The lines from the start of the records through the one containing "and its clients." are to be restated word for word; please include both ends.

═════ Working data

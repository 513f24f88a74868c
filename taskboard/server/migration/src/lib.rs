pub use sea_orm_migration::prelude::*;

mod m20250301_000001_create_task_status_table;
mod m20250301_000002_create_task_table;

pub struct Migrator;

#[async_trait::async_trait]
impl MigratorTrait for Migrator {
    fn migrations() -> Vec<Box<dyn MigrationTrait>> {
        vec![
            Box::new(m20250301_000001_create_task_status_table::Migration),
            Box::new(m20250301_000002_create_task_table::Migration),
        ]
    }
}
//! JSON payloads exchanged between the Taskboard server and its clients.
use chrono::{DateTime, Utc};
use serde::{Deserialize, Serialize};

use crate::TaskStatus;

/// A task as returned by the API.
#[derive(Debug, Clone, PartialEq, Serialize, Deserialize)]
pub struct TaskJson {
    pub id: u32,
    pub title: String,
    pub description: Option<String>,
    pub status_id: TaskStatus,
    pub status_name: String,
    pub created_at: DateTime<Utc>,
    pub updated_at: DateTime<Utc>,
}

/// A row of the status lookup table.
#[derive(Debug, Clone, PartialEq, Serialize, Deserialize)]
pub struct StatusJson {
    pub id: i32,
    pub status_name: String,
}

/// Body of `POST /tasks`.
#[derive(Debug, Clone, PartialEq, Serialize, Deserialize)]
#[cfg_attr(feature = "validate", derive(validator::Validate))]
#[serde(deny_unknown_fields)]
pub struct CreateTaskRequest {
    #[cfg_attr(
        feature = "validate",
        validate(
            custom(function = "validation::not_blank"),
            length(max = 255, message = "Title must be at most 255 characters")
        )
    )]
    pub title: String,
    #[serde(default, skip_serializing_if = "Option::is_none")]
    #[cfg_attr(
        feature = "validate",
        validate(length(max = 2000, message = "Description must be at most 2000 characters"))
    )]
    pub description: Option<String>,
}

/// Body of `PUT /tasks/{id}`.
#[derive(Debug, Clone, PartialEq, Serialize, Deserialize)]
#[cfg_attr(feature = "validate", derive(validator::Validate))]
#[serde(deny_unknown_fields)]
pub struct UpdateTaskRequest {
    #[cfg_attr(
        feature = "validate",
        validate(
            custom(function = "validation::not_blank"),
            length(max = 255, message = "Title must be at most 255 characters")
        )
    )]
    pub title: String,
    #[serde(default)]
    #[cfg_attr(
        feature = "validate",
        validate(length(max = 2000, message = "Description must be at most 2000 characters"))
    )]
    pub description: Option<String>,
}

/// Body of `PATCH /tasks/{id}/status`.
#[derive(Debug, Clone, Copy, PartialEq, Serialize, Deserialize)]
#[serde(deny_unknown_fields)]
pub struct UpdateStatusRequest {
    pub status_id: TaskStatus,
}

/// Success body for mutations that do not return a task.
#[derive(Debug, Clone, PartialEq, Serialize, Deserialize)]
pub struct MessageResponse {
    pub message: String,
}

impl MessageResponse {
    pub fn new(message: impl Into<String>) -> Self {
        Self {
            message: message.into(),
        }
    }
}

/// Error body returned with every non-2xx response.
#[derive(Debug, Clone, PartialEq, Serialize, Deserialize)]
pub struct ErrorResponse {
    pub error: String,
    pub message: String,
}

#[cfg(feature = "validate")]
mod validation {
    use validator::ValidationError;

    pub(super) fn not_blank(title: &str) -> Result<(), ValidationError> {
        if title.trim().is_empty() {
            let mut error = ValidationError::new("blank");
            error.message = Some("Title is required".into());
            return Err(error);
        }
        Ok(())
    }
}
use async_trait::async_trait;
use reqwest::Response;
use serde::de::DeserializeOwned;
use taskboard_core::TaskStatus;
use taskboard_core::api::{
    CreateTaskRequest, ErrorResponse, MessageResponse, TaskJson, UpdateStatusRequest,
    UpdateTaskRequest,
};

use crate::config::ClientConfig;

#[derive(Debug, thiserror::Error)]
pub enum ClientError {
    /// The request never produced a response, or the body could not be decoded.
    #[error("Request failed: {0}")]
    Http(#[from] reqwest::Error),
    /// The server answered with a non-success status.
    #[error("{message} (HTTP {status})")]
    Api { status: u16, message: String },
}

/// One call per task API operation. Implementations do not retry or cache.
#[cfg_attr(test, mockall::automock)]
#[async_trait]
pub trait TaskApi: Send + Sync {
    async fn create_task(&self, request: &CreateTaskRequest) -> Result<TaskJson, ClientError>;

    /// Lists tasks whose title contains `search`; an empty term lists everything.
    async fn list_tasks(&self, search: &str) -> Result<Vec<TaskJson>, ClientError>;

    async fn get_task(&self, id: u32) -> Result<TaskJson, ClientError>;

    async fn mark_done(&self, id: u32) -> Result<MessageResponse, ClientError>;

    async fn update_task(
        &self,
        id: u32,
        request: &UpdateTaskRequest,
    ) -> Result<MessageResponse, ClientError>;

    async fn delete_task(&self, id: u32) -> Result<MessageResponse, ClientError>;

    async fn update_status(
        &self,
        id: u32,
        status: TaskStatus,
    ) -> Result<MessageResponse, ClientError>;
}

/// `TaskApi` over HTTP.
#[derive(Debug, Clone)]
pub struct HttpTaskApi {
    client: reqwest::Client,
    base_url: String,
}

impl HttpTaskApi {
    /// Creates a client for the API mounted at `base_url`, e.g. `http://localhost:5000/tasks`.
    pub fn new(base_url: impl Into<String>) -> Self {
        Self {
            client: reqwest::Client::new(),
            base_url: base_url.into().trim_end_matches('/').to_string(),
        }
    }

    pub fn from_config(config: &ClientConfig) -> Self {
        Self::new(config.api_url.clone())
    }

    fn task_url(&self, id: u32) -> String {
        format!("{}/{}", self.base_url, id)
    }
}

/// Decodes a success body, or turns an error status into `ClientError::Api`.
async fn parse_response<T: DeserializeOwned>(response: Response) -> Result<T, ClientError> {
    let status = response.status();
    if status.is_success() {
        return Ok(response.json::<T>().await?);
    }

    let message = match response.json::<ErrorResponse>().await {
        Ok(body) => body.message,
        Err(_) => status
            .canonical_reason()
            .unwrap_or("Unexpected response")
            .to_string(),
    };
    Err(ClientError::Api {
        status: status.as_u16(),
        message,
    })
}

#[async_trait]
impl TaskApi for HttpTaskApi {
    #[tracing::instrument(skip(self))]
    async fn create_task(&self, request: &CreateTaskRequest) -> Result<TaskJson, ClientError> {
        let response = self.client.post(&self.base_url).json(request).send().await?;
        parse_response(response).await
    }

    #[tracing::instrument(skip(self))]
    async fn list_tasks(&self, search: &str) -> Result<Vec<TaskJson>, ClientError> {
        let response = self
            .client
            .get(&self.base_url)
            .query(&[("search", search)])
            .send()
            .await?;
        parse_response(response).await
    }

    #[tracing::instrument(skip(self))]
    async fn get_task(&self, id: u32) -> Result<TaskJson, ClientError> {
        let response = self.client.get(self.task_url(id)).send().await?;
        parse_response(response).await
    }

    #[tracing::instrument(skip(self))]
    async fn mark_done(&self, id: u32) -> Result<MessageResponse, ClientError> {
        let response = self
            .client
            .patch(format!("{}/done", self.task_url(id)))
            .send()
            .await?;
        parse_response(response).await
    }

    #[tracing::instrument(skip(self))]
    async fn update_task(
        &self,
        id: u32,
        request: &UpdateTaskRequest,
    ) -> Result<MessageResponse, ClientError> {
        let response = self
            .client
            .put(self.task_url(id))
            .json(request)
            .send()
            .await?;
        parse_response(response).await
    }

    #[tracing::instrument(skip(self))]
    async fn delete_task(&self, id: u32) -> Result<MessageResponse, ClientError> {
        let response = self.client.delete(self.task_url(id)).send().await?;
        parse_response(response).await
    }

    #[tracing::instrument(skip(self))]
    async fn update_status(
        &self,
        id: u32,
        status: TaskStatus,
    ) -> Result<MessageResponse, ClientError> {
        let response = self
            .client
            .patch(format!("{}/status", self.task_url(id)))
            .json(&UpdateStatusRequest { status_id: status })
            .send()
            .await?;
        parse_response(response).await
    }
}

══════════

### The answer
repository 513f24f88a74868c
filename taskboard/server/migration/src/lib.rs
pub use sea_orm_migration::prelude::*;

mod m20250301_000001_create_task_status_table;
mod m20250301_000002_create_task_table;

pub struct Migrator;

#[async_trait::async_trait]
impl MigratorTrait for Migrator {
    fn migrations() -> Vec<Box<dyn MigrationTrait>> {
        vec![
            Box::new(m20250301_000001_create_task_status_table::Migration),
            Box::new(m20250301_000002_create_task_table::Migration),
        ]
    }
}
//! JSON payloads exchanged between the Taskboard server and its clients.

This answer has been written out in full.